• Exercise goal
Within the data below, count every line that includes "ArgAction" and report the total alone.

• Saved data entries
————
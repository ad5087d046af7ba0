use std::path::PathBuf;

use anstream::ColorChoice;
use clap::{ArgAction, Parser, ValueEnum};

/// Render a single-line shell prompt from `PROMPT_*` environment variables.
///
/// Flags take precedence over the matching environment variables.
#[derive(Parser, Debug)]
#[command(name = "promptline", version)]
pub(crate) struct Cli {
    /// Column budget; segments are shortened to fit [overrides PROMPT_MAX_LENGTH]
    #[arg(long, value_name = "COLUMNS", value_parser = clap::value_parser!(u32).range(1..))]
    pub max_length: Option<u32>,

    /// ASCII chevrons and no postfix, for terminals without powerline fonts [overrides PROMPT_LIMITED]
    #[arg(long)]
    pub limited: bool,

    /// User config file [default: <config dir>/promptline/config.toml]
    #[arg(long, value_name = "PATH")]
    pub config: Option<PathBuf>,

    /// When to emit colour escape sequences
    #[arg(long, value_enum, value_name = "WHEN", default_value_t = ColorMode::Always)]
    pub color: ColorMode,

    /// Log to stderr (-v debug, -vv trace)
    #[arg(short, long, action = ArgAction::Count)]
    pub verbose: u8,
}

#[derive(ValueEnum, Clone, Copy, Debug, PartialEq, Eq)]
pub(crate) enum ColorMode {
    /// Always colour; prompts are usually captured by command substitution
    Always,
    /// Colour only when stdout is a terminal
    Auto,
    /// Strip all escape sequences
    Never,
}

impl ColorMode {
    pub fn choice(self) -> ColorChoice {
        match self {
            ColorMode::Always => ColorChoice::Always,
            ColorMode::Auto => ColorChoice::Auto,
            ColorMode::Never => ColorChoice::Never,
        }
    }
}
————
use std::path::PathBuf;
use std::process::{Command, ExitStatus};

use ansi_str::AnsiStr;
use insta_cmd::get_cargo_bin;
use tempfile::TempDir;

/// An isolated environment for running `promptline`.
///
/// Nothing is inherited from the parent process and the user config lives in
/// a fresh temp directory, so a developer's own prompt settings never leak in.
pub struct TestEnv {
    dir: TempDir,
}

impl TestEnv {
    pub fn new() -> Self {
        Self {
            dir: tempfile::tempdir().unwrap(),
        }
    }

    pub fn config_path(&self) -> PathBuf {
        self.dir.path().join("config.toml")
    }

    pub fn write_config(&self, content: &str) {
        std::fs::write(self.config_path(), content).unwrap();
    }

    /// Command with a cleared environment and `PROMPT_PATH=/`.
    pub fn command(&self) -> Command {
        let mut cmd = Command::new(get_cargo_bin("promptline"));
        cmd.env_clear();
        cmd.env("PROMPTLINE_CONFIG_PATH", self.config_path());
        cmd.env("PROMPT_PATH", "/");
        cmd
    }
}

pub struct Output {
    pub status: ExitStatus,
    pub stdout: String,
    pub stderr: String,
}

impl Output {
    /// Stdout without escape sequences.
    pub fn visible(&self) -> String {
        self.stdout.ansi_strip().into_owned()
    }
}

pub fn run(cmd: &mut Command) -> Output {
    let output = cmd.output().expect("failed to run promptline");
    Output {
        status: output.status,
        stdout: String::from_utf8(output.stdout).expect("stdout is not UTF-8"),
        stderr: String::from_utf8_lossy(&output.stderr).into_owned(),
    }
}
————
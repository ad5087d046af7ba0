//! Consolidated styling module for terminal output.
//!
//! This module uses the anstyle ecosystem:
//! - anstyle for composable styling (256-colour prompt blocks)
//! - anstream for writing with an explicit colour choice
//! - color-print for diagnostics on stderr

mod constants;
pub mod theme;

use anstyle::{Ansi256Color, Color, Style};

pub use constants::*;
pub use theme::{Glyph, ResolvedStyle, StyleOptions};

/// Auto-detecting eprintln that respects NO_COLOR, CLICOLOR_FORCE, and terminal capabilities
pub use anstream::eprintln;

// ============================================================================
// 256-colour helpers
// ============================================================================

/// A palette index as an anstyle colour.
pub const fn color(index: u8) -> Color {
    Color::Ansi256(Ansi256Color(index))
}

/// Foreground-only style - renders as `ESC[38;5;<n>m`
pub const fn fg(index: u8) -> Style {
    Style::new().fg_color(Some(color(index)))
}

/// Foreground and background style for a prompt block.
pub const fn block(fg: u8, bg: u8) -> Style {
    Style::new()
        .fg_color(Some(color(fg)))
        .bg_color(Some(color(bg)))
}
————
• Solution below
2